__EXERCISE REQUIREMENTS__: Each line of the listing below that includes "KeyType" must be copied.
==========
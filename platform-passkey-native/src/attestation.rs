use std::{
    fmt,
    io::{Cursor, Read},
};

use bitflags::bitflags;
use ciborium::value::Value;
use coset::{AsCborValue, CoseKey};
use platform_passkey_types::Bytes;

bitflags! {
    /// Flags of the authenticator data.
    ///
    /// <https://w3c.github.io/webauthn/#authdata-flags>
    #[repr(transparent)]
    #[derive(Debug, PartialEq, Eq, Clone, Copy)]
    pub struct AuthenticatorDataFlags: u8 {
        /// User Present, bit 0
        const UP = 1 << 0;
        /// User Verified, bit 2
        const UV = 1 << 2;
        /// Backup Eligibility, bit 3
        const BE = 1 << 3;
        /// Backup State, bit 4
        const BS = 1 << 4;
        /// Attested Credential Data, bit 6
        const AT = 1 << 6;
        /// Extension Data Included, bit 7
        const ED = 1 << 7;
    }
}

/// Reasons an attestation object could not be parsed.
#[derive(Debug, Clone, Copy, PartialEq, Eq)]
pub enum AttestationError {
    /// The attestation object is not a CBOR map.
    InvalidCbor,
    /// The `authData` entry is missing or is not a byte string.
    MissingAuthenticatorData,
    /// The authenticator data ended before a required field.
    TruncatedAuthenticatorData,
    /// The authenticator data has no attested credential.
    MissingAttestedCredential,
    /// The credential public key is not a valid COSE key.
    InvalidCredentialPublicKey,
}

impl fmt::Display for AttestationError {
    fn fmt(&self, f: &mut fmt::Formatter<'_>) -> fmt::Result {
        let msg = match self {
            Self::InvalidCbor => "attestation object is not a CBOR map",
            Self::MissingAuthenticatorData => "attestation object has no authenticator data",
            Self::TruncatedAuthenticatorData => "authenticator data is truncated",
            Self::MissingAttestedCredential => "authenticator data has no attested credential",
            Self::InvalidCredentialPublicKey => "credential public key is not a valid COSE key",
        };
        f.write_str(msg)
    }
}

impl std::error::Error for AttestationError {}

/// The attested credential found in registration authenticator data.
#[derive(Debug, Clone, PartialEq)]
pub struct AttestedCredential {
    /// The AAGUID of the authenticator.
    pub aaguid: [u8; 16],
    /// The credential id.
    pub credential_id: Bytes,
    /// The credential public key.
    pub public_key: CoseKey,
}

/// Decoded authenticator data.
#[derive(Debug, Clone, PartialEq)]
pub struct ParsedAuthenticatorData {
    /// SHA-256 of the relying party id.
    pub rp_id_hash: [u8; 32],
    /// The flags byte.
    pub flags: AuthenticatorDataFlags,
    /// Signature counter.
    pub counter: u32,
    /// Present when the `AT` flag is set.
    pub credential: Option<AttestedCredential>,
}

/// A decoded attestation object.
#[derive(Debug, Clone, PartialEq)]
pub struct ParsedAttestation {
    /// The attestation statement format, `none` for most platform authenticators.
    pub format: String,
    /// The decoded authenticator data.
    pub authenticator_data: ParsedAuthenticatorData,
    /// The authenticator data as it appeared in the attestation object.
    pub raw_authenticator_data: Bytes,
}

impl ParsedAttestation {
    /// The attested credential, which every registration must carry.
    pub fn credential(&self) -> Result<&AttestedCredential, AttestationError> {
        self.authenticator_data
            .credential
            .as_ref()
            .ok_or(AttestationError::MissingAttestedCredential)
    }
}

/// Parses the attestation object returned by a registration.
#[cfg_attr(any(test, feature = "testable"), mockall::automock)]
pub trait AttestationParser: Send + Sync {
    /// Parse a CBOR encoded attestation object.
    fn parse(&self, attestation_object: &[u8]) -> Result<ParsedAttestation, AttestationError>;
}

/// An [`AttestationParser`] that decodes the CBOR structures directly.
#[derive(Debug, Clone, Copy, Default)]
pub struct CborAttestationParser;

impl AttestationParser for CborAttestationParser {
    fn parse(&self, attestation_object: &[u8]) -> Result<ParsedAttestation, AttestationError> {
        let Value::Map(entries) = ciborium::de::from_reader(attestation_object)
            .map_err(|_| AttestationError::InvalidCbor)?
        else {
            return Err(AttestationError::InvalidCbor);
        };

        let mut format = String::new();
        let mut auth_data = None;
        for (key, value) in entries {
            match (key.as_text(), value) {
                (Some("fmt"), Value::Text(fmt)) => format = fmt,
                (Some("authData"), Value::Bytes(bytes)) => auth_data = Some(bytes),
                _ => {}
            }
        }
        let raw = auth_data.ok_or(AttestationError::MissingAuthenticatorData)?;

        Ok(ParsedAttestation {
            format,
            authenticator_data: parse_authenticator_data(&raw)?,
            raw_authenticator_data: raw.into(),
        })
    }
}

fn read_array<const N: usize, R: Read>(reader: &mut R) -> Result<[u8; N], AttestationError> {
    let mut buf = [0; N];
    reader
        .read_exact(&mut buf)
        .map_err(|_| AttestationError::TruncatedAuthenticatorData)?;
    Ok(buf)
}

fn parse_authenticator_data(data: &[u8]) -> Result<ParsedAuthenticatorData, AttestationError> {
    let mut reader = Cursor::new(data);

    // rpIdHash (32) | flags (1) | signCount (4) | attestedCredentialData? | extensions?
    let rp_id_hash = read_array::<32, _>(&mut reader)?;
    let [flags] = read_array::<1, _>(&mut reader)?;
    let flags = AuthenticatorDataFlags::from_bits_truncate(flags);
    let counter = u32::from_be_bytes(read_array(&mut reader)?);

    let credential = flags
        .contains(AuthenticatorDataFlags::AT)
        .then(|| parse_attested_credential(&mut reader))
        .transpose()?;

    Ok(ParsedAuthenticatorData {
        rp_id_hash,
        flags,
        counter,
        credential,
    })
}

fn parse_attested_credential<R: Read>(
    reader: &mut R,
) -> Result<AttestedCredential, AttestationError> {
    let aaguid = read_array(reader)?;
    let cred_len: usize = u16::from_be_bytes(read_array(reader)?).into();

    let mut credential_id = vec![0; cred_len];
    reader
        .read_exact(&mut credential_id)
        .map_err(|_| AttestationError::TruncatedAuthenticatorData)?;

    let key: Value = ciborium::de::from_reader(reader)
        .map_err(|_| AttestationError::InvalidCredentialPublicKey)?;
    let public_key =
        CoseKey::from_cbor_value(key).map_err(|_| AttestationError::InvalidCredentialPublicKey)?;

    Ok(AttestedCredential {
        aaguid,
        credential_id: credential_id.into(),
        public_key,
    })
}

#[cfg(test)]
mod tests {
    use coset::{iana, CborSerializable, CoseKeyBuilder, KeyType};

    use super::*;

    fn ec2_key() -> CoseKey {
        CoseKeyBuilder::new_ec2_pub_key(iana::EllipticCurve::P_256, vec![1; 32], vec![2; 32])
            .algorithm(iana::Algorithm::ES256)
            .build()
    }

    fn auth_data(flags: AuthenticatorDataFlags, credential_id: &[u8], key: &CoseKey) -> Vec<u8> {
        let mut data = vec![0xaa; 32];
        data.push(flags.bits());
        data.extend_from_slice(&5u32.to_be_bytes());
        if flags.contains(AuthenticatorDataFlags::AT) {
            data.extend_from_slice(&[0x11; 16]);
            data.extend_from_slice(&u16::try_from(credential_id.len()).unwrap().to_be_bytes());
            data.extend_from_slice(credential_id);
            data.extend(key.clone().to_vec().unwrap());
        }
        data
    }

    fn attestation_object(auth_data: Vec<u8>) -> Vec<u8> {
        let value = Value::Map(vec![
            (Value::Text("fmt".into()), Value::Text("none".into())),
            (Value::Text("attStmt".into()), Value::Map(vec![])),
            (Value::Text("authData".into()), Value::Bytes(auth_data)),
        ]);
        let mut buf = Vec::new();
        ciborium::ser::into_writer(&value, &mut buf).unwrap();
        buf
    }

    #[test]
    fn parses_attested_credential() {
        let key = ec2_key();
        let flags =
            AuthenticatorDataFlags::UP | AuthenticatorDataFlags::UV | AuthenticatorDataFlags::AT;
        let data = auth_data(flags, &[9, 8, 7], &key);

        let parsed = CborAttestationParser
            .parse(&attestation_object(data.clone()))
            .expect("valid attestation object");

        assert_eq!(parsed.format, "none");
        assert_eq!(parsed.raw_authenticator_data.as_slice(), data.as_slice());
        assert_eq!(parsed.authenticator_data.rp_id_hash, [0xaa; 32]);
        assert_eq!(parsed.authenticator_data.counter, 5);
        assert_eq!(parsed.authenticator_data.flags, flags);

        let credential = parsed.credential().expect("attested credential");
        assert_eq!(credential.aaguid, [0x11; 16]);
        assert_eq!(credential.credential_id.as_slice(), &[9, 8, 7]);
        assert_eq!(
            credential.public_key.kty,
            KeyType::Assigned(iana::KeyType::EC2)
        );
        assert_eq!(credential.public_key, key);
    }

    #[test]
    fn missing_attested_credential_is_reported() {
        let data = auth_data(AuthenticatorDataFlags::UP, &[], &ec2_key());
        let parsed = CborAttestationParser
            .parse(&attestation_object(data))
            .expect("valid attestation object");

        assert_eq!(parsed.authenticator_data.credential, None);
        assert_eq!(
            parsed.credential(),
            Err(AttestationError::MissingAttestedCredential)
        );
    }

    #[test]
    fn truncated_authenticator_data_is_rejected() {
        let flags = AuthenticatorDataFlags::UP | AuthenticatorDataFlags::AT;
        let mut data = auth_data(flags, &[1; 16], &ec2_key());
        data.truncate(37 + 16 + 2 + 4);

        assert_eq!(
            CborAttestationParser.parse(&attestation_object(data)),
            Err(AttestationError::TruncatedAuthenticatorData)
        );
        assert_eq!(
            CborAttestationParser.parse(&attestation_object(vec![0; 10])),
            Err(AttestationError::TruncatedAuthenticatorData)
        );
    }

    #[test]
    fn garbage_key_is_rejected() {
        let flags = AuthenticatorDataFlags::UP | AuthenticatorDataFlags::AT;
        let mut data = auth_data(flags, &[1], &ec2_key());
        data.truncate(37 + 16 + 2 + 1);
        // a CBOR text string is not a COSE key
        data.extend_from_slice(&[0x61, b'x']);

        assert_eq!(
            CborAttestationParser.parse(&attestation_object(data)),
            Err(AttestationError::InvalidCredentialPublicKey)
        );
    }

    #[test]
    fn non_map_attestation_objects_are_rejected() {
        let mut buf = Vec::new();
        ciborium::ser::into_writer(&Value::Text("nope".into()), &mut buf).unwrap();
        assert_eq!(
            CborAttestationParser.parse(&buf),
            Err(AttestationError::InvalidCbor)
        );
        assert_eq!(
            CborAttestationParser.parse(&[0xff, 0x00]),
            Err(AttestationError::InvalidCbor)
        );

        let no_auth_data =
            Value::Map(vec![(Value::Text("fmt".into()), Value::Text("none".into()))]);
        let mut buf = Vec::new();
        ciborium::ser::into_writer(&no_auth_data, &mut buf).unwrap();
        assert_eq!(
            CborAttestationParser.parse(&buf),
            Err(AttestationError::MissingAuthenticatorData)
        );
    }
}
==========
__OUTPUT FOR THIS TASK__:
    use coset::{iana, CborSerializable, CoseKeyBuilder, KeyType};
            KeyType::Assigned(iana::KeyType::EC2)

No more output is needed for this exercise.